Shadow-Jitsu: Workout 1-WarmUpJoey Alvarado
Year Released: 2011
Categories: Boxing/Kickboxing/Martial Arts
Video Fitness reviews may not be copied, quoted, or posted elsewhere without the permission of the reviewer
Shadow-Jitsu “Workout 1-Warm-up” is led by Joey Alvarado, and is a 10 minute MMA bodyweight time-based workout. It consists of 20 exercises (standing & floor), each performed for 30 seconds (no rest between exercises). This workout is recommended for use mostly in combination w/ the other Shadow-Jitsu workouts (in a 6 week rotation) or alone as a light day type workout. I have used it w/ S-J workout #2, and enjoyed it. It has a good flow & moves quickly from one exercises to the next (the starter workout of the set, so the easiest to learn, not as complex in sequencing). It would work well w/ other non J-S workouts, too (as warm-up or add-on). The name of exercise is displayed on screen, and a countdown timer for each exercise w/ an auditory cue (bell sound) to move onto next exercise.
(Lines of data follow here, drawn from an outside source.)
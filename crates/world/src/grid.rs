//! Dense 3D grid addressing.
//!
//! Cells are laid out row-major with X varying fastest, then Y, then Z:
//!
//! ```text
//! index = x + y * width + z * (width * depth)
//! ```
//!
//! The ordering is part of the wire contract. World chunks carry only a
//! linear start index and clients rebuild coordinates from it, so changing
//! the layout breaks compatibility with every peer.

use serde::{Deserialize, Serialize};
use std::fmt;
use thiserror::Error;

/// Errors raised by grid addressing and storage.
#[derive(Debug, Clone, PartialEq, Eq, Error)]
pub enum GridError {
    /// A coordinate or index fell outside the grid.
    #[error("{what} is out of range for a {dims} grid")]
    OutOfRange {
        /// Description of the offending value.
        what: String,
        /// Grid the value was checked against.
        dims: GridDims,
    },
    /// Grid dimensions were zero or too large for the wire format.
    #[error("invalid grid dimensions {width}x{depth}x{height}: {reason}")]
    InvalidDimensions {
        /// Requested width.
        width: u32,
        /// Requested depth.
        depth: u32,
        /// Requested height.
        height: u32,
        /// Why the dimensions were refused.
        reason: &'static str,
    },
}

/// Grid coordinate (x along width, y along depth, z along height).
#[derive(Debug, Clone, Copy, PartialEq, Eq, Hash, Serialize, Deserialize)]
pub struct Coord {
    /// Position along the width axis.
    pub x: u32,
    /// Position along the depth axis.
    pub y: u32,
    /// Position along the height axis.
    pub z: u32,
}

impl Coord {
    /// Construct a coordinate.
    pub const fn new(x: u32, y: u32, z: u32) -> Self {
        Self { x, y, z }
    }
}

impl fmt::Display for Coord {
    fn fmt(&self, f: &mut fmt::Formatter<'_>) -> fmt::Result {
        write!(f, "({}, {}, {})", self.x, self.y, self.z)
    }
}

/// Width, depth and height of a grid.
#[derive(Debug, Clone, Copy, PartialEq, Eq, Hash, Serialize, Deserialize)]
#[serde(try_from = "RawDims")]
pub struct GridDims {
    width: u32,
    depth: u32,
    height: u32,
}

#[derive(Deserialize)]
struct RawDims {
    width: u32,
    depth: u32,
    height: u32,
}

impl TryFrom<RawDims> for GridDims {
    type Error = GridError;

    fn try_from(raw: RawDims) -> Result<Self, Self::Error> {
        GridDims::new(raw.width, raw.depth, raw.height)
    }
}

impl GridDims {
    /// Validate and construct grid dimensions.
    ///
    /// Every axis must be non-zero and the total volume must fit in an `i32`,
    /// since chunk start indices travel as signed 32-bit integers.
    pub fn new(width: u32, depth: u32, height: u32) -> Result<Self, GridError> {
        let invalid = |reason| GridError::InvalidDimensions {
            width,
            depth,
            height,
            reason,
        };
        if width == 0 || depth == 0 || height == 0 {
            return Err(invalid("every dimension must be greater than zero"));
        }
        let volume = u64::from(width) * u64::from(depth) * u64::from(height);
        if volume > i32::MAX as u64 {
            return Err(invalid("volume exceeds the wire index range"));
        }
        Ok(Self {
            width,
            depth,
            height,
        })
    }

    /// Size along X.
    pub fn width(&self) -> u32 {
        self.width
    }

    /// Size along Y.
    pub fn depth(&self) -> u32 {
        self.depth
    }

    /// Size along Z.
    pub fn height(&self) -> u32 {
        self.height
    }

    /// Number of cells in one Z layer.
    pub fn layer_size(&self) -> usize {
        self.width as usize * self.depth as usize
    }

    /// Total number of cells.
    pub fn volume(&self) -> usize {
        self.layer_size() * self.height as usize
    }

    /// Whether the coordinate lies inside the grid.
    pub fn contains(&self, coord: Coord) -> bool {
        coord.x < self.width && coord.y < self.depth && coord.z < self.height
    }

    /// Map a coordinate to its linear index.
    pub fn index_of(&self, x: u32, y: u32, z: u32) -> Result<usize, GridError> {
        let coord = Coord::new(x, y, z);
        if !self.contains(coord) {
            return Err(GridError::OutOfRange {
                what: format!("coordinate {coord}"),
                dims: *self,
            });
        }
        Ok(x as usize + y as usize * self.width as usize + z as usize * self.layer_size())
    }

    /// Map a linear index back to its coordinate.
    pub fn coord_of(&self, index: usize) -> Result<Coord, GridError> {
        if index >= self.volume() {
            return Err(GridError::OutOfRange {
                what: format!("index {index}"),
                dims: *self,
            });
        }
        let layer = self.layer_size();
        let z = index / layer;
        let rem = index % layer;
        let y = rem / self.width as usize;
        let x = rem % self.width as usize;
        Ok(Coord::new(x as u32, y as u32, z as u32))
    }
}

impl fmt::Display for GridDims {
    fn fmt(&self, f: &mut fmt::Formatter<'_>) -> fmt::Result {
        write!(f, "{}x{}x{}", self.width, self.depth, self.height)
    }
}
Cast: 2 females, two males
Music: instrumental w/ a driving beat (not canned)
Set: filmed in part of gym/studio (white walls, gray mat flooring, heavy bags in corner).
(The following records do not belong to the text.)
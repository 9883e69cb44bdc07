#![warn(missing_docs)]
//! Tile grid storage, addressing and terrain generation.

mod cell;
mod grid;
mod storage;
mod terrain;

pub use cell::*;
pub use grid::*;
pub use storage::*;
pub use terrain::*;
//! Snippet reference line parsing.

use std::sync::LazyLock;

use regex::Regex;

/// Matches a trimmed snippet reference line: `--8<-- "path"`.
///
/// Dash counts are tolerant, so `---8<---` works as well as `--8<--`.
static REFERENCE_RE: LazyLock<Regex> =
    LazyLock::new(|| Regex::new(r#"^-+8<-+\s*"([^"]+)"$"#).unwrap());

/// A parsed snippet reference.
#[derive(Clone, Debug, PartialEq, Eq)]
pub struct SnippetRef {
    /// File path relative to the snippet base directory.
    pub path: String,
    /// Named section to extract, or `None` for the whole file.
    pub section: Option<String>,
}

/// Parse a line as a snippet reference.
///
/// The line is trimmed before matching. Lines that do not match the reference
/// syntax return `None` and must be passed through unchanged; malformed
/// references are ordinary text, not errors.
pub fn parse_reference(line: &str) -> Option<SnippetRef> {
    let caps = REFERENCE_RE.captures(line.trim())?;
    Some(split_reference(&caps[1]))
}

/// Split a captured reference into path and optional section name.
///
/// The split happens at the first colon not immediately preceded by a
/// backslash. The backslash guard protects Windows-style paths; it is a
/// narrow heuristic and intentionally not generalized.
fn split_reference(reference: &str) -> SnippetRef {
    let colon = reference
        .char_indices()
        .find(|&(i, c)| c == ':' && i > 0 && reference.as_bytes()[i - 1] != b'\\')
        .map(|(i, _)| i);

    match colon {
        Some(i) => SnippetRef {
            path: reference[..i].to_owned(),
            section: Some(reference[i + 1..].to_owned()),
        },
        None => SnippetRef {
            path: reference.to_owned(),
            section: None,
        },
    }
}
Shadow-Jitsu “Workout 1-Warm-up” (10: 53 min.)
Bushwackers: switch feet w/ small jump in split leg stance, opposition arms (alternating overhead & to side of body)
Knees to Bows: start w/ bent arms w/ hands at head> knee lift w/ torso twist (to knee)
Alternating Stretch Kicks: front leg lift w/ flexed foot, step, other foot steps to rear.
Lunge & Twist: front lunge w/ torso rotation to front leg.
SoCal Sit Ups: start w/ arms & legs extended on floor> on lift, pull knees into chest & arms wrap around lower legs or knees.
Heels to Heaven: alternate hip lift w/ legs extended vertically & lowering legs in front of body.
Rocking Chair: roll onto back w/ bent knees, w/ one leg turned out & foot tucked under other> roll forward into lunge position w/ a hip thrust to front.
Knees to Bows
Thai Elbow Squats: bent arms held at chest level, wide stance of legs, turned out feet> deep squat, then pivot to face side (w/ straight legs,) alternating sides.
Walk Outs: lower into crouched position> walk out into plank position, reverse motion.
SoCal Sit Ups
8-Count BodyBuilders: lower into crouch position> extend legs into plank position, perform push-up, plank jack, jump into crouched position & stand up.